境界性人格障害の人にとって「否認」は、苦痛や恐怖をコントロールするための手段だという声があります。心の闇と向きあう準備のできていない境界性人格障害の人は「否認」だけが、彼らを生かしている防衛手段なのかもしれません。
自己というものが希薄で、空虚感に苛まれていて、しかも感情が不安定、そして否認をされると、どう対処していいのかわからなくなります。しかしお子さんをコントロールすることはできません。
お子さんの行動に影響を及ぼすことができるように自分自身を変えていくことしかできないのです。お子さんの心の闇、苦しみ、恐怖を深く考えるようにしてください。そして感情のジェットコースターから降りるためには、お子さんを変えられるとか変えなければならないという幻想を手放す必要があります。

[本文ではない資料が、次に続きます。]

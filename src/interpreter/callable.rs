use std::{
    fmt::{self, Display},
    rc::Rc,
};

use super::{
    class::Instance,
    runtime::{Interpreter, RuntimeError, UnwindCause},
    Environment, Value,
};
use crate::{ast::FunDecl, token::THIS_LITERAL};

/// Anything the evaluator can invoke. The evaluator checks the argument count against
/// `arity` before calling, so implementations may assume it matches.
pub trait Callable: Display {
    fn name(&self) -> &str;
    fn arity(&self) -> usize;
    fn call(&self, interpreter: &mut Interpreter, args: Vec<Value>) -> Result<Value, RuntimeError>;
}

#[derive(Debug, Clone)]
pub struct BuiltinFunc {
    pub name: &'static str,
    pub arity: usize,
    pub call: fn(&mut Interpreter, args: Vec<Value>) -> Result<Value, RuntimeError>,
}

impl Callable for BuiltinFunc {
    fn name(&self) -> &str {
        self.name
    }

    fn arity(&self) -> usize {
        self.arity
    }

    fn call(&self, interperter: &mut Interpreter, args: Vec<Value>) -> Result<Value, RuntimeError> {
        (self.call)(interperter, args)
    }
}

impl Display for BuiltinFunc {
    fn fmt(&self, f: &mut fmt::Formatter<'_>) -> fmt::Result {
        f.write_str("<native fn>")
    }
}

/// A user function together with the scope it was declared in.
pub struct Function {
    pub declaration: Rc<FunDecl>,
    pub closure: Rc<Environment>,
}

impl Function {
    pub fn new(declaration: Rc<FunDecl>, closure: Rc<Environment>) -> Function {
        Function {
            declaration,
            closure,
        }
    }

    /// Pairs the function with a receiver. Neither side is modified.
    pub fn bind(self: &Rc<Self>, receiver: Instance) -> BoundMethod {
        BoundMethod {
            receiver,
            function: Rc::clone(self),
        }
    }

    // Parameters go into a fresh child of `scope`, which is the closure itself for a
    // plain call and the `this` scope for a bound one
    fn invoke(
        &self,
        interpreter: &mut Interpreter,
        scope: &Rc<Environment>,
        args: Vec<Value>,
    ) -> Result<Value, RuntimeError> {
        let env = scope.open_scope();
        for (parameter, value) in self.declaration.parameters.iter().zip(args) {
            env.define(&parameter.lexeme, value);
        }

        match interpreter.execute_block(&self.declaration.body, env) {
            Ok(()) => Ok(Value::Nil),
            Err(UnwindCause::Return { value, .. }) => Ok(value),
            Err(UnwindCause::Break { line }) => Err(RuntimeError::InvalidBreak { line }),
            Err(UnwindCause::Error(error)) => Err(error),
        }
    }
}

impl Callable for Function {
    fn name(&self) -> &str {
        &self.declaration.name.lexeme
    }

    fn arity(&self) -> usize {
        self.declaration.parameters.len()
    }

    fn call(&self, interpreter: &mut Interpreter, args: Vec<Value>) -> Result<Value, RuntimeError> {
        self.invoke(interpreter, &self.closure, args)
    }
}

impl Display for Function {
    fn fmt(&self, f: &mut fmt::Formatter<'_>) -> fmt::Result {
        write!(f, "<fn {}>", self.name())
    }
}

/// A method looked up on an instance. Built fresh on every lookup.
pub struct BoundMethod {
    pub receiver: Instance,
    pub function: Rc<Function>,
}

impl Callable for BoundMethod {
    fn name(&self) -> &str {
        self.function.name()
    }

    fn arity(&self) -> usize {
        self.function.arity()
    }

    fn call(&self, interpreter: &mut Interpreter, args: Vec<Value>) -> Result<Value, RuntimeError> {
        let scope = self.function.closure.open_scope();
        scope.define(THIS_LITERAL, Value::Instance(self.receiver.clone()));
        self.function.invoke(interpreter, &scope, args)
    }
}

impl Display for BoundMethod {
    fn fmt(&self, f: &mut fmt::Formatter<'_>) -> fmt::Result {
        Display::fmt(self.function.as_ref(), f)
    }
}
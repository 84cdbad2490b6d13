use std::{
    fmt::{self, Debug, Display},
    ops::{Add, Div, Mul, Neg, Sub},
    rc::Rc,
};

use super::{callable::Callable, class::Instance};
use crate::ast::Literal;

#[derive(Clone)]
pub enum Value {
    Nil,
    Bool(bool),
    Number(f64),
    String(Rc<str>),
    Callable(Rc<dyn Callable>),
    Instance(Instance),
}

impl Value {
    /// `nil` and `false` are falsey, everything else is truthy.
    pub fn is_truthy(&self) -> bool {
        match self {
            Value::Bool(b) => *b,
            Value::Nil => false,
            _ => true,
        }
    }

    pub fn as_callable(&self) -> Option<&Rc<dyn Callable>> {
        match self {
            Self::Callable(callable) => Some(callable),
            _ => None,
        }
    }

    pub fn as_instance(&self) -> Option<&Instance> {
        match self {
            Self::Instance(instance) => Some(instance),
            _ => None,
        }
    }

    pub fn as_number(&self) -> Option<f64> {
        match self {
            Self::Number(n) => Some(*n),
            _ => None,
        }
    }

    fn numbers(self, rhs: Value) -> Result<(f64, f64), OperandError> {
        match (self, rhs) {
            (Value::Number(l), Value::Number(r)) => Ok((l, r)),
            _ => Err(OperandError::Numbers),
        }
    }

    /// Numeric comparison; comparing anything but two numbers is an operand error.
    pub fn less_than(self, rhs: Value) -> Result<bool, OperandError> {
        let (l, r) = self.numbers(rhs)?;
        Ok(l < r)
    }

    pub fn less_equal(self, rhs: Value) -> Result<bool, OperandError> {
        let (l, r) = self.numbers(rhs)?;
        Ok(l <= r)
    }
}

impl From<Literal> for Value {
    fn from(literal: Literal) -> Self {
        match literal {
            Literal::Number(n) => Value::Number(n.into_inner()),
            Literal::String(s) => Value::String(s.into()),
            Literal::Boolean(b) => Value::Bool(b),
            Literal::Nil => Value::Nil,
        }
    }
}

impl From<f64> for Value {
    fn from(value: f64) -> Self {
        Value::Number(value)
    }
}

impl From<bool> for Value {
    fn from(value: bool) -> Self {
        Value::Bool(value)
    }
}

impl From<&str> for Value {
    fn from(value: &str) -> Self {
        Value::String(value.into())
    }
}

impl From<Instance> for Value {
    fn from(value: Instance) -> Self {
        Value::Instance(value)
    }
}

impl Debug for Value {
    fn fmt(&self, f: &mut fmt::Formatter<'_>) -> fmt::Result {
        match self {
            Value::String(s) => write!(f, "Value::String({:?})", s),
            Value::Number(n) => write!(f, "Value::Number({})", n),
            Value::Bool(b) => write!(f, "Value::Bool({})", b),
            Value::Nil => f.write_str("Value::Nil"),
            Value::Callable(func) => write!(f, "Value::Callable({})", func.name()),
            Value::Instance(instance) => write!(f, "Value::Instance({})", instance.class().name()),
        }
    }
}

impl Display for Value {
    fn fmt(&self, f: &mut fmt::Formatter<'_>) -> fmt::Result {
        match self {
            Value::String(s) => f.write_str(s),
            Value::Number(n) => write!(f, "{}", n),
            Value::Bool(b) => write!(f, "{}", b),
            Value::Nil => f.write_str("nil"),
            Value::Callable(func) => write!(f, "{}", func),
            Value::Instance(instance) => write!(f, "{}", instance),
        }
    }
}

impl PartialEq for Value {
    fn eq(&self, other: &Self) -> bool {
        match (self, other) {
            (Self::String(left), Self::String(right)) => left == right,
            (Self::Number(left), Self::Number(right)) => left == right,
            (Self::Bool(left), Self::Bool(right)) => left == right,
            (Self::Nil, Self::Nil) => true,
            // Objects compare by identity
            (Self::Callable(left), Self::Callable(right)) => Rc::ptr_eq(left, right),
            (Self::Instance(left), Self::Instance(right)) => left.ptr_eq(right),
            _ => false,
        }
    }
}

/// Why an operator rejected its operands. The interpreter attaches the operator and
/// source line when turning this into a runtime error.
#[derive(Debug, Clone, Copy, PartialEq, Eq)]
pub enum OperandError {
    Numbers,
    NumbersOrStrings,
    DivideByZero,
}

impl OperandError {
    pub fn expected(self) -> &'static str {
        match self {
            OperandError::Numbers => "numbers",
            OperandError::NumbersOrStrings => "two numbers or two strings",
            OperandError::DivideByZero => "a non-zero divisor",
        }
    }
}

// Starting here are convenience implementations to make the interpret loop easier
impl Add for Value {
    type Output = Result<Value, OperandError>;

    fn add(self, rhs: Self) -> Self::Output {
        match (self, rhs) {
            (Value::Number(l), Value::Number(r)) => Ok(Value::Number(l + r)),
            (Value::String(l), Value::String(r)) => {
                let mut new = String::with_capacity(l.len() + r.len());
                new.push_str(&l);
                new.push_str(&r);
                Ok(Value::String(new.into()))
            }
            _ => Err(OperandError::NumbersOrStrings),
        }
    }
}

impl Sub for Value {
    type Output = Result<Value, OperandError>;

    fn sub(self, rhs: Self) -> Self::Output {
        let (l, r) = self.numbers(rhs)?;
        Ok(Value::Number(l - r))
    }
}

impl Mul for Value {
    type Output = Result<Value, OperandError>;

    fn mul(self, rhs: Self) -> Self::Output {
        let (l, r) = self.numbers(rhs)?;
        Ok(Value::Number(l * r))
    }
}

impl Div for Value {
    type Output = Result<Value, OperandError>;

    fn div(self, rhs: Self) -> Self::Output {
        let (l, r) = self.numbers(rhs)?;
        if r == 0f64 {
            Err(OperandError::DivideByZero)
        } else {
            Ok(Value::Number(l / r))
        }
    }
}

impl Neg for Value {
    type Output = Result<Value, OperandError>;

    fn neg(self) -> Self::Output {
        match self {
            Value::Number(n) => Ok(Value::Number(-n)),
            _ => Err(OperandError::Numbers),
        }
    }
}
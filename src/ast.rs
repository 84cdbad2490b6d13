use std::fmt::Display;
use std::rc::Rc;

use ordered_float::OrderedFloat;

use crate::token::{Keyword, Token, TokenKind};

#[derive(Debug, Default, PartialEq, Eq)]
pub struct Program(pub Vec<Stmt>);

#[derive(Clone, Debug, PartialEq, Eq)]
pub struct FunDecl {
    pub name: Token,
    pub parameters: Vec<Token>,
    pub body: Vec<Stmt>,
}

impl FunDecl {
    pub fn new(name: &str, parameters: &[&str], body: Vec<Stmt>, line: usize) -> FunDecl {
        FunDecl {
            name: Token::identifier(name, line),
            parameters: parameters
                .iter()
                .map(|parameter| Token::identifier(parameter, line))
                .collect(),
            body,
        }
    }
}

#[derive(Clone, Debug, PartialEq, Eq)]
pub enum Stmt {
    Expr(Expr),
    VarDecl {
        name: Token,
        init: Option<Expr>,
    },
    Block(Vec<Stmt>),
    If {
        expr: Expr,
        then: Box<Stmt>,
        or_else: Option<Box<Stmt>>,
    },
    Loop {
        expr: Expr,
        body: Box<Stmt>,
    },
    Break {
        keyword: Token,
    },
    // Shared so that every closure created from the declaration points at the same body
    FunDecl(Rc<FunDecl>),
    ClassDecl {
        name: Token,
        methods: Vec<Rc<FunDecl>>,
    },
    Return {
        keyword: Token,
        value: Option<Expr>,
    },
}

// Shorthands for front ends (and tests) that assemble trees by hand
impl Stmt {
    pub fn var(name: &str, init: Option<Expr>, line: usize) -> Stmt {
        Stmt::VarDecl {
            name: Token::identifier(name, line),
            init,
        }
    }

    pub fn fun(decl: FunDecl) -> Stmt {
        Stmt::FunDecl(Rc::new(decl))
    }

    pub fn class(name: &str, methods: Vec<FunDecl>, line: usize) -> Stmt {
        Stmt::ClassDecl {
            name: Token::identifier(name, line),
            methods: methods.into_iter().map(Rc::new).collect(),
        }
    }

    pub fn ret(value: Option<Expr>, line: usize) -> Stmt {
        Stmt::Return {
            keyword: Token::new(TokenKind::Keyword(Keyword::Return), "return", None, line),
            value,
        }
    }
}

#[derive(Clone, Debug, PartialEq, Eq)]
pub enum Expr {
    Literal(Literal),
    Group(Box<Expr>),
    Variable {
        name: Token,
    },
    Assignment {
        name: Token,
        value: Box<Expr>,
    },
    Binary {
        left: Box<Expr>,
        op: BinaryOp,
        line: usize,
        right: Box<Expr>,
    },
    Unary {
        op: UnaryOp,
        line: usize,
        expr: Box<Expr>,
    },
    Logical {
        left: Box<Expr>,
        op: LogicalOp,
        right: Box<Expr>,
    },
    Call {
        callee: Box<Expr>,
        // Line of the closing paren
        line: usize,
        arguments: Vec<Expr>,
    },
    Get {
        object: Box<Expr>,
        name: Token,
    },
    Set {
        object: Box<Expr>,
        name: Token,
        value: Box<Expr>,
    },
    This {
        keyword: Token,
    },
}

impl Expr {
    pub fn literal(literal: impl Into<Literal>) -> Expr {
        Expr::Literal(literal.into())
    }

    pub fn nil() -> Expr {
        Expr::Literal(Literal::Nil)
    }

    pub fn group(expr: Expr) -> Expr {
        Expr::Group(Box::new(expr))
    }

    pub fn variable(name: &str, line: usize) -> Expr {
        Expr::Variable {
            name: Token::identifier(name, line),
        }
    }

    pub fn assign(name: &str, value: Expr, line: usize) -> Expr {
        Expr::Assignment {
            name: Token::identifier(name, line),
            value: Box::new(value),
        }
    }

    pub fn binary(left: Expr, op: BinaryOp, right: Expr, line: usize) -> Expr {
        Expr::Binary {
            left: Box::new(left),
            op,
            line,
            right: Box::new(right),
        }
    }

    pub fn unary(op: UnaryOp, expr: Expr, line: usize) -> Expr {
        Expr::Unary {
            op,
            line,
            expr: Box::new(expr),
        }
    }

    pub fn logical(left: Expr, op: LogicalOp, right: Expr) -> Expr {
        Expr::Logical {
            left: Box::new(left),
            op,
            right: Box::new(right),
        }
    }

    pub fn call(callee: Expr, arguments: Vec<Expr>, line: usize) -> Expr {
        Expr::Call {
            callee: Box::new(callee),
            line,
            arguments,
        }
    }

    pub fn get(object: Expr, name: &str, line: usize) -> Expr {
        Expr::Get {
            object: Box::new(object),
            name: Token::identifier(name, line),
        }
    }

    pub fn set(object: Expr, name: &str, value: Expr, line: usize) -> Expr {
        Expr::Set {
            object: Box::new(object),
            name: Token::identifier(name, line),
            value: Box::new(value),
        }
    }

    pub fn this(line: usize) -> Expr {
        Expr::This {
            keyword: Token::this(line),
        }
    }
}

#[derive(Debug, Clone, Copy, PartialEq, Eq)]
pub enum BinaryOp {
    Equal,
    NotEqual,
    LessThan,
    LessThanEqual,
    GreaterThan,
    GreaterThanEqual,
    Add,
    Subtract,
    Multiply,
    Divide,
}

impl Display for BinaryOp {
    fn fmt(&self, f: &mut std::fmt::Formatter<'_>) -> std::fmt::Result {
        match self {
            BinaryOp::Equal => f.write_str("=="),
            BinaryOp::NotEqual => f.write_str("!="),
            BinaryOp::LessThan => f.write_str("<"),
            BinaryOp::LessThanEqual => f.write_str("<="),
            BinaryOp::GreaterThan => f.write_str(">"),
            BinaryOp::GreaterThanEqual => f.write_str(">="),
            BinaryOp::Add => f.write_str("+"),
            BinaryOp::Subtract => f.write_str("-"),
            BinaryOp::Multiply => f.write_str("*"),
            BinaryOp::Divide => f.write_str("/"),
        }
    }
}

#[derive(Debug, Clone, Copy, PartialEq, Eq)]
pub enum UnaryOp {
    Not,
    Negative,
}

impl Display for UnaryOp {
    fn fmt(&self, f: &mut std::fmt::Formatter<'_>) -> std::fmt::Result {
        match self {
            UnaryOp::Not => f.write_str("!"),
            UnaryOp::Negative => f.write_str("-"),
        }
    }
}

#[derive(Debug, Clone, Copy, PartialEq, Eq)]
pub enum LogicalOp {
    And,
    Or,
}

impl Display for LogicalOp {
    fn fmt(&self, f: &mut std::fmt::Formatter<'_>) -> std::fmt::Result {
        match self {
            LogicalOp::And => f.write_str("and"),
            LogicalOp::Or => f.write_str("or"),
        }
    }
}

#[derive(Debug, Clone, PartialEq, Eq)]
pub enum Literal {
    Number(OrderedFloat<f64>),
    String(String),
    Boolean(bool),
    Nil,
}

impl Display for Literal {
    fn fmt(&self, f: &mut std::fmt::Formatter<'_>) -> std::fmt::Result {
        match self {
            Literal::Number(OrderedFloat(dbl)) => write!(f, "{}", dbl),
            Literal::String(s) => f.write_str(s),
            Literal::Boolean(b) => write!(f, "{}", b),
            Literal::Nil => f.write_str("nil"),
        }
    }
}

impl From<f64> for Literal {
    fn from(value: f64) -> Self {
        Literal::Number(OrderedFloat(value))
    }
}

impl From<&str> for Literal {
    fn from(value: &str) -> Self {
        Literal::String(value.to_string())
    }
}

impl From<bool> for Literal {
    fn from(value: bool) -> Self {
        Literal::Boolean(value)
    }
}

この考えから解放されたとき、つまり「自分自身を変化させる」ことができたときに、本当にお子さんの行動に影響を及ぼすことができるのです。灯台のたとえ話があります。灯台がその場を離れて、船に向かって、「このまま進んだら岩にあたるぞ!」とは言いません。あくまでも船の運命は船自身が握っています。
灯台は光を発し続けるのが役割です。突発的な感情にその都度相手にしないことも肝要です。境界性人格障害をもつ人は時に不合理な行いをするものだと思っていれば、心も楽になり、日常のストレスや緊張は安らぎます。難しいですが、物事をあるがままに受け入れる術を身につけましょう。